Maybe. This seems needlessly deterministic, to me. I think work on other mechanics could make natural borders emerge as it were naturally:
- if non-accepted cultures actually meant something (e.g non accepted cultures should never lose separatism),
- if separatism meant that autonomy trends strongly upwards and has to be counterbalanced, and that peace treaties can include a demand that X culture or X religion be granted a chunk of autonomy,
- if autonomy trended toward an equilibrium instead of zero,
- if autonomy was affected by terrain (mountains are impossible to make not-at-all-autonomous in 1444–1821) and adjacency to autonomy was impactful (you might police your heartland real good but you can’t stop those damn brigands coming out of high-autonomy border areas to raid your rich lowlands),
- if the autonomy equilibrium point (and deterioration/increase) was affected by distance and distance was modified by terrain (Lhasa should count as further from Kathmandu than Comorin),
- if autonomy trending up was fairly normal and something you have to conscientiously resist by stationing troops and building forts in distant territories, so that maintaining distant, hostile-terrain territory has a significant cost and imposes a meaningful cost in wartime (trade control over my Iraqi fringe territories for victory in my war in Khwarazm?),
- if autonomy, once granted, is very hard to rescind (e.g 100% autonomy should be a daimyo-like vassal that can defend its autonomy and even independence by external diplomacy and force of arms)…
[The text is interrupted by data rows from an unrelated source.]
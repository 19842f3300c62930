//! Change-compacted level history backed by SQLite.
//!
//! The store persists `(time, level, volume)` rows into a single append-only
//! table, writing only when the calibrated level changes. A constant level
//! over any number of measurement cycles costs at most two rows.
//!
//! # Runs
//!
//! A run is a maximal span during which the level is constant. It is stored
//! as the row that started it plus, once the next change is seen, a boundary
//! row carrying the run's level with a back-dated timestamp. The boundary
//! lets charts draw the run as a flat segment up to just before the change,
//! instead of interpolating across the whole gap.
//!
//! ```text
//! measurements   1.553  1.553  1.553  2.333
//! rows           1.553 ...............1.553' 2.333
//!                start                boundary start
//! ```
//!
//! Each insert is one of three transitions, decided by [`RunAction::decide`]:
//!
//! - empty store: insert the first row
//! - same level as the last row: no-op
//! - different level: insert the boundary row and the new row in one
//!   transaction, so a reader never sees only half of the pair
//!
//! # Timestamps
//!
//! Persisted timestamps are strictly increasing in insertion order. The
//! boundary timestamp is `timestamp - boundary_offset`, clamped into the open
//! interval between the previous row and the new measurement at one-second
//! resolution. When no such second exists the insert fails with
//! [`RecordError::NonMonotonic`] and nothing is written.
//!
//! # Concurrency
//!
//! One writer, any number of readers. The database runs in WAL mode so
//! readers opened with [`LevelStore::open_read_only`] see a consistent
//! snapshot while the writer commits.
//!
//! # Example
//!
//! ```rust,no_run
//! use tidemark::store::{LevelStore, StoreOptions};
//! use tidemark::query::{Granularity, RangeCaps, TimeRange};
//!
//! # fn main() -> Result<(), Box<dyn std::error::Error>> {
//! let mut store = LevelStore::open("data.db", StoreOptions::default())?;
//!
//! let now = chrono::Local::now().naive_local();
//! store.insert_measurement(1.553, 33.703, now)?;
//!
//! let range = TimeRange::from_bounds("2024-01-01".parse()?, "2024-12-31".parse()?)?;
//! let rows = store.query_raw(&range)?;
//! let daily = store.aggregate(&range, Granularity::Day, &RangeCaps::default())?;
//! println!("{} rows, {} daily buckets", rows.len(), daily.buckets.len());
//! # Ok(())
//! # }
//! ```

use std::fs;
use std::path::{Path, PathBuf};
use std::time::Duration;

use chrono::{NaiveDateTime, SubsecRound, TimeDelta};
use rusqlite::{Connection, OpenFlags, OptionalExtension, TransactionBehavior, params};
use serde::Serialize;
use tracing::{debug, info, warn};

use crate::error::{RecordError, Result, StoreError};
use crate::query::{
    self, Aggregation, Granularity, RangeCaps, Summary, TimeRange, format_timestamp,
};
…if mechanical tweaks like that were implemented I think “natural borders” would swiftly become an actual (but not impossible to overcome) concern for many players. If the AI could be taught to understand that mountain, forest and river frontiers are more defensible than alternatives, it could understand the same thing. I don’t know that we need specific natural-border mechanics to achieve that goal.
Edit: similar considerations could be added to maintaining occupations. If occupying territory cost—as it does and always has—a significant fraction of the wealth and manpower that it took to capture that territory, total wars as we see in EUIV would go away entirely. We don’t need special mechanics to do that, we just need to make it untenable for the real-life reasons it was untenable: because you needed too many resources spread ever more thin to maintain control; because the people didn’t want to be occupied; because keeping control of difficult terrain is almost impossible, and so on.